Problem statement:
Repeat only the stretch of lines below that runs from the line with "pub use state::AppState;" through the line with "const DEFAULT_CONFIG_PATH: &str", unaltered.

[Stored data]
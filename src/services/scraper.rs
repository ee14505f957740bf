use reqwest::{Client, StatusCode};
use scraper::{ElementRef, Html, Selector};
use std::time::Duration;

use crate::config::USER_AGENT;
use crate::models::Table;
use crate::utils::clean_text;

/// Fetches stat and schedule pages. One attempt per URL, then a fixed pause
/// before the next request.
pub struct PageScraper {
    client: Client,
    delay: Duration,
}

impl PageScraper {
    pub fn new(delay: Duration) -> Self {
        Self {
            client: Client::new(),
            delay,
        }
    }

    /// Fetch a page body. Non-200 responses and transport errors are logged and
    /// yield `None`.
    pub async fn fetch_html(&self, url: &str) -> Option<String> {
        let result = self
            .client
            .get(url)
            .header("User-Agent", USER_AGENT)
            .send()
            .await;

        let body = match result {
            Ok(response) => {
                let status = response.status();
                tracing::info!("Request to {} returned status code: {}", url, status.as_u16());
                if status != StatusCode::OK {
                    tracing::error!("Failed to retrieve {}. Status code: {}", url, status.as_u16());
                    None
                } else {
                    match response.text().await {
                        Ok(text) => Some(text),
                        Err(e) => {
                            tracing::error!("Failed to read body of {}: {}", url, e);
                            None
                        }
                    }
                }
            }
            Err(e) => {
                tracing::error!("Failed to retrieve {}: {}", url, e);
                None
            }
        };

        tokio::time::sleep(self.delay).await;
        body
    }

    /// Scrape the first `<table>` of the page at `url`.
    pub async fn scrape(&self, url: &str) -> Option<Table> {
        let html = self.fetch_html(url).await?;
        let table = parse_first_table(&html);
        if table.is_none() {
            tracing::error!("No table found on the page: {}", url);
        }
        table
    }
}

/// Parse the first `<table>` of a document. Column names come from the `<th>`
/// cells of the first row; every later row with `<td>` cells becomes a row of
/// trimmed strings.
pub fn parse_first_table(html: &str) -> Option<Table> {
    let document = Html::parse_document(html);
    let table_selector = Selector::parse("table").ok()?;
    let table = document.select(&table_selector).next()?;
    Some(parse_table_element(table))
}

pub(crate) fn parse_table_element(table: ElementRef<'_>) -> Table {
    let row_selector = Selector::parse("tr").expect("valid selector");
    let header_selector = Selector::parse("th").expect("valid selector");

    let mut rows = table.select(&row_selector);
    let columns: Vec<String> = rows
        .next()
        .map(|header| {
            header
                .select(&header_selector)
                .map(|th| clean_text(&th.text().collect::<String>()))
                .collect()
        })
        .unwrap_or_default();

    let mut parsed = Table::new(columns);
    for row in rows {
        let cells = row_cells(row);
        if cells.is_empty() {
            continue;
        }
        if cells.len() > parsed.columns.len() {
            tracing::warn!(
                "Row has {} cells but table has {} columns; extra cells dropped",
                cells.len(),
                parsed.columns.len()
            );
        }
        parsed.push_row(cells.into_iter().map(Some).collect());
    }
    parsed
}

/// Trimmed text of every `<td>` in a row.
pub(crate) fn row_cells(row: ElementRef<'_>) -> Vec<String> {
    let cell_selector = Selector::parse("td").expect("valid selector");
    row.select(&cell_selector)
        .map(|td| clean_text(&td.text().collect::<String>()))
        .collect()
}


#[cfg(test)]
mod tests {
    use super::*;

    const STAT_PAGE: &str = r#"
        <html><body>
          <div class="nav"><ul><li>Stats</li></ul></div>
          <table class="tr-table datatable scrollable">
            <thead>
              <tr><th>Rank</th><th>Team</th><th>2024</th><th>Last 3</th></tr>
            </thead>
            <tbody>
              <tr><td>1</td><td><a href="/nfl/team/detroit-lions">Detroit</a></td><td>33.2</td><td>35.0</td></tr>
              <tr><td>2</td><td>Baltimore</td><td>30.5</td><td>28.7</td></tr>
              <tr><td>3</td><td> Buffalo </td><td>30.1</td></tr>
            </tbody>
          </table>
          <table><tr><th>Other</th></tr><tr><td>ignored</td></tr></table>
        </body></html>
    "#;

    #[test]
    fn test_parse_first_table() {
        let table = parse_first_table(STAT_PAGE).unwrap();
        assert_eq!(table.columns, vec!["Rank", "Team", "2024", "Last 3"]);
        assert_eq!(table.rows.len(), 3);
        assert_eq!(table.cell(0, "Team"), Some("Detroit"));
        assert_eq!(table.cell(2, "Team"), Some("Buffalo"));
        // Cells stay strings; nothing is coerced.
        assert_eq!(table.cell(1, "2024"), Some("30.5"));
    }

    #[test]
    fn test_short_rows_are_padded_with_missing_cells() {
        let table = parse_first_table(STAT_PAGE).unwrap();
        assert_eq!(table.cell(2, "Last 3"), None);
        assert!(table.has_missing_values());
    }

    #[test]
    fn test_page_without_table() {
        assert!(parse_first_table("<html><body><p>Maintenance</p></body></html>").is_none());
    }

    #[tokio::test]
    async fn test_scrape_served_page() {
        let base = test_server::serve(vec![("/nfl/stat/points-per-game", 200, STAT_PAGE)]).await;
        let scraper = PageScraper::new(Duration::ZERO);

        let table = scraper
            .scrape(&format!("{}/nfl/stat/points-per-game", base))
            .await
            .unwrap();
        assert_eq!(table.columns, vec!["Rank", "Team", "2024", "Last 3"]);
        assert_eq!(table.cell(1, "Team"), Some("Baltimore"));
    }

    #[tokio::test]
    async fn test_non_200_response_is_none() {
        let base = test_server::serve(vec![("/down", 500, STAT_PAGE)]).await;
        let scraper = PageScraper::new(Duration::ZERO);

        assert!(scraper.fetch_html(&format!("{}/down", base)).await.is_none());
        assert!(scraper.scrape(&format!("{}/down", base)).await.is_none());
        assert!(scraper.scrape(&format!("{}/missing", base)).await.is_none());
    }

    #[tokio::test]
    async fn test_page_without_table_is_none() {
        let base = test_server::serve(vec![("/maintenance", 200, "<html><body><p>Back soon</p></body></html>")]).await;
        let scraper = PageScraper::new(Duration::ZERO);

        let url = format!("{}/maintenance", base);
        assert!(scraper.fetch_html(&url).await.is_some());
        assert!(scraper.scrape(&url).await.is_none());
    }

    #[tokio::test]
    async fn test_unreachable_host_is_none() {
        // Bind then drop a listener so the port is very likely closed.
        let listener = tokio::net::TcpListener::bind("127.0.0.1:0").await.unwrap();
        let addr = listener.local_addr().unwrap();
        drop(listener);

        let scraper = PageScraper::new(Duration::ZERO);
        assert!(scraper.scrape(&format!("http://{}/stat", addr)).await.is_none());
    }
}
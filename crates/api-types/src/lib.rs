//! Shared wire types for the share-work file protocol.

pub mod command;
pub mod envelope;

pub use command::{Command, CommandError, field, operation};
pub use envelope::{DecodeError, ENCODING, Envelope, EnvelopeType, Payload, REASON_KEY, encode_error};
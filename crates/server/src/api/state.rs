//! 统一的应用状态。

use std::path::PathBuf;
use std::sync::Arc;

use file_session::{EventBroadcaster, ServerConfig, SessionManager};

/// 统一的应用状态，包含所有路由共享的数据。
#[derive(Clone)]
pub struct AppState {
    /// 服务配置。
    pub config: Arc<ServerConfig>,
    /// 文件会话管理器，每个连接各自持有独立的会话状态。
    pub sessions: Arc<SessionManager>,
}

impl AppState {
    /// 创建新的应用状态，`root` 为已校验的文件根目录。
    pub fn new(config: ServerConfig, root: PathBuf) -> Self {
        let event_broadcaster = Arc::new(EventBroadcaster::new(config.event_buffer_size));
        Self {
            sessions: Arc::new(SessionManager::new(root, event_broadcaster)),
            config: Arc::new(config),
        }
    }
}
//! File Capabilities - 文件会话能力模块。
//!
//! 提供目录索引（[`PathCatalog`]）与按行编辑的打开文件存储（[`OpenFileStore`]），
//! 每个连接会话各持有一份实例。

pub mod catalog;
pub mod error;
pub mod line_store;

pub use catalog::{BACKUP_SUFFIX, CatalogIndex, PathCatalog};
pub use error::{FileSystemError, Result};
pub use line_store::{LineKey, LineMap, OpenFileStore};
//! 会话查询 API 路由。

use std::sync::Arc;

use axum::extract::State;
use axum::routing::get;
use axum::{Json, Router};
use file_session::SessionSummary;

use super::state::AppState;

/// 创建会话查询路由。
pub fn create_sessions_router() -> Router<Arc<AppState>> {
    Router::new().route("/api/sessions", get(list_sessions))
}

/// 列出当前活跃的文件会话。
async fn list_sessions(State(state): State<Arc<AppState>>) -> Json<Vec<SessionSummary>> {
    Json(state.sessions.list_sessions().await)
}
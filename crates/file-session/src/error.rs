use thiserror::Error;

#[derive(Debug, Error)]
pub enum SessionError {
    #[error("配置错误: {0}")]
    Config(String),

    #[error("会话未找到: {0}")]
    SessionNotFound(String),

    #[error("根目录不可用: {path}: {source}")]
    RootUnavailable {
        path: String,
        #[source]
        source: std::io::Error,
    },

    #[error("根目录不是目录: {0}")]
    RootNotADirectory(String),
}

pub type Result<T> = std::result::Result<T, SessionError>;
//! 命令分发器：解码入站帧，路由到目录索引或打开文件存储，再编码响应。

use std::path::Path;

use file_capabilities::{OpenFileStore, PathCatalog};
use sharework_api_types::{Command, Envelope};
use tracing::{debug, warn};

/// 无法解码的帧使用的操作标签。
pub const INVALID_MESSAGE: &str = "invalid_message";

/// 处理过程意外中断时使用的操作标签。
pub const INTERNAL_ERROR: &str = "internal_error";

/// 单个会话的命令分发器，持有该会话独占的目录索引与打开文件存储。
#[derive(Debug)]
pub struct Dispatcher {
    catalog: PathCatalog,
    store: OpenFileStore,
}

impl Dispatcher {
    /// 创建以 `root` 为根目录的分发器。
    pub fn new(root: impl AsRef<Path>) -> Self {
        let root = root.as_ref();
        Self {
            catalog: PathCatalog::new(root),
            store: OpenFileStore::new(root),
        }
    }

    pub fn catalog(&self) -> &PathCatalog {
        &self.catalog
    }

    pub fn store(&self) -> &OpenFileStore {
        &self.store
    }

    /// 处理一帧线上文本，总是返回一帧响应文本。
    pub fn handle(&self, text: &str) -> String {
        let response = self.respond(text);
        debug!(message = %response.message, success = response.is_success(), "prepared response");
        response.encode()
    }

    /// 处理一帧线上文本，返回响应信封。
    pub fn respond(&self, text: &str) -> Envelope {
        let envelope = match Envelope::decode(text) {
            Ok(envelope) => envelope,
            Err(err) => {
                warn!(error = %err, "failed to decode frame");
                return Envelope::error(INVALID_MESSAGE, err.to_string());
            }
        };

        match Command::from_envelope(&envelope) {
            Ok(command) => self.execute(command),
            Err(err) => {
                warn!(operation = %err.operation(), error = %err, "rejected command");
                Envelope::error(err.operation(), err.to_string())
            }
        }
    }

    /// 执行一条已解析的命令。
    pub fn execute(&self, command: Command) -> Envelope {
        let operation = command.operation();
        debug!(operation, "executing command");

        let result = match command {
            Command::PathEach => self.catalog.list_all().map(Some),
            Command::PathSearch { cond } => self.catalog.search(&cond).map(Some),
            Command::PathCreate { path } => self.catalog.create(&path).map(Some),
            Command::PathDelete { path } => self.catalog.delete(&path).map(Some),
            Command::PathEnd => {
                self.catalog.reset();
                Ok(None)
            }
            Command::FileOpen { path } => self.store.open(&path).map(Some),
            Command::FileSave => self.store.save().map(|()| None),
            Command::FileEnd => {
                self.store.close();
                Ok(None)
            }
            Command::FileReadLine { line } => self.store.read_line(&line).map(Some),
            Command::FileWriteLine { line, text } => {
                self.store.write_line(&line, &text).map(|()| None)
            }
        };

        match result {
            Ok(value) => Envelope::success(operation, value),
            Err(err) => {
                warn!(operation, error = %err, "command failed");
                Envelope::error(operation, err.to_string())
            }
        }
    }

    /// 释放目录索引与打开文件状态。
    pub fn reset(&self) {
        self.catalog.reset();
        self.store.close();
    }
}
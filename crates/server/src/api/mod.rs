//! API 路由模块。
//!
//! 提供文件会话与回显两个 WebSocket 端点，以及会话查询接口。

pub mod echo;
pub mod sessions;
pub mod state;
pub mod ws;

use std::sync::Arc;

use axum::Router;
use axum::routing::get;
use tower_http::cors::CorsLayer;

pub use echo::echo_handler;
pub use sessions::create_sessions_router;
pub use state::AppState;
pub use ws::websocket_handler;

/// 组装全部路由。
pub fn create_router(state: Arc<AppState>) -> Router {
    Router::new()
        .route(&state.config.files_connect_path, get(websocket_handler))
        .route(&state.config.echo_connect_path, get(echo_handler))
        .merge(create_sessions_router())
        .layer(CorsLayer::permissive())
        .with_state(state)
}
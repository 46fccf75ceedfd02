mod api;

use std::path::{Path, PathBuf};
use std::sync::Arc;

use anyhow::Context;
use file_session::ServerConfig;
use tokio::net::TcpListener;
use tracing::{info, warn};
use tracing_subscriber::EnvFilter;

use api::AppState;

const DEFAULT_CONFIG_PATH: &str = "sharework.toml";
const CONFIG_PATH_ENV: &str = "SHAREWORK_CONFIG";

#[tokio::main]
async fn main() -> anyhow::Result<()> {
    init_tracing()?;

    info!("starting share-work server");
    let config_path = config_path();
    let config = load_config(&config_path)?;

    let root = config
        .acquire_root()
        .context("failed to acquire files base path")?;
    info!(root = %root.display(), "files base path acquired");

    let state = Arc::new(AppState::new(config.clone(), root));

    let mut event_stream = state.sessions.subscribe_events();
    let event_task = tokio::spawn(async move {
        loop {
            match event_stream.recv().await {
                Ok(event) => info!(?event, "session event"),
                Err(err) => {
                    warn!(error = %err, "failed to receive session event");
                    break;
                }
            }
        }
    });

    let router = api::create_router(state);
    let listener = TcpListener::bind(&config.bind_address)
        .await
        .with_context(|| format!("failed to bind {}", config.bind_address))?;

    info!(
        address = %config.bind_address,
        files = %config.files_connect_path,
        echo = %config.echo_connect_path,
        "server is ready, press Ctrl+C to shut down"
    );

    axum::serve(listener, router)
        .with_graceful_shutdown(shutdown_signal())
        .await
        .context("server terminated unexpectedly")?;

    event_task.abort();
    info!("server shutdown complete");
    Ok(())
}

fn init_tracing() -> anyhow::Result<()> {
    let env_filter = EnvFilter::try_from_default_env().or_else(|_| EnvFilter::try_new("info"))?;

    tracing_subscriber::fmt().with_env_filter(env_filter).init();
    Ok(())
}

fn config_path() -> PathBuf {
    std::env::args()
        .nth(1)
        .or_else(|| std::env::var(CONFIG_PATH_ENV).ok())
        .unwrap_or_else(|| DEFAULT_CONFIG_PATH.to_string())
        .into()
}

fn load_config(path: &Path) -> anyhow::Result<ServerConfig> {
    if !path.exists() {
        warn!(
            path = %path.display(),
            "config file not found, serving the current directory with defaults"
        );
        return Ok(ServerConfig::with_base_path("."));
    }

    info!(path = %path.display(), "loading server config");
    ServerConfig::from_file(path)
        .with_context(|| format!("failed to load server config from {}", path.display()))
}

async fn shutdown_signal() {
    if let Err(err) = tokio::signal::ctrl_c().await {
        warn!(error = %err, "failed to listen for shutdown signal");
        std::future::pending::<()>().await;
    }
    info!("shutdown signal received, stopping server");
}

Reply:
pub use state::AppState;
pub use ws::websocket_handler;

/// 组装全部路由。
pub fn create_router(state: Arc<AppState>) -> Router {
    Router::new()
        .route(&state.config.files_connect_path, get(websocket_handler))
        .route(&state.config.echo_connect_path, get(echo_handler))
        .merge(create_sessions_router())
        .layer(CorsLayer::permissive())
        .with_state(state)
}
repository 46fccf75ceedfd02
mod api;

use std::path::{Path, PathBuf};
use std::sync::Arc;

use anyhow::Context;
use file_session::ServerConfig;
use tokio::net::TcpListener;
use tracing::{info, warn};
use tracing_subscriber::EnvFilter;

use api::AppState;

const DEFAULT_CONFIG_PATH: &str = "sharework.toml";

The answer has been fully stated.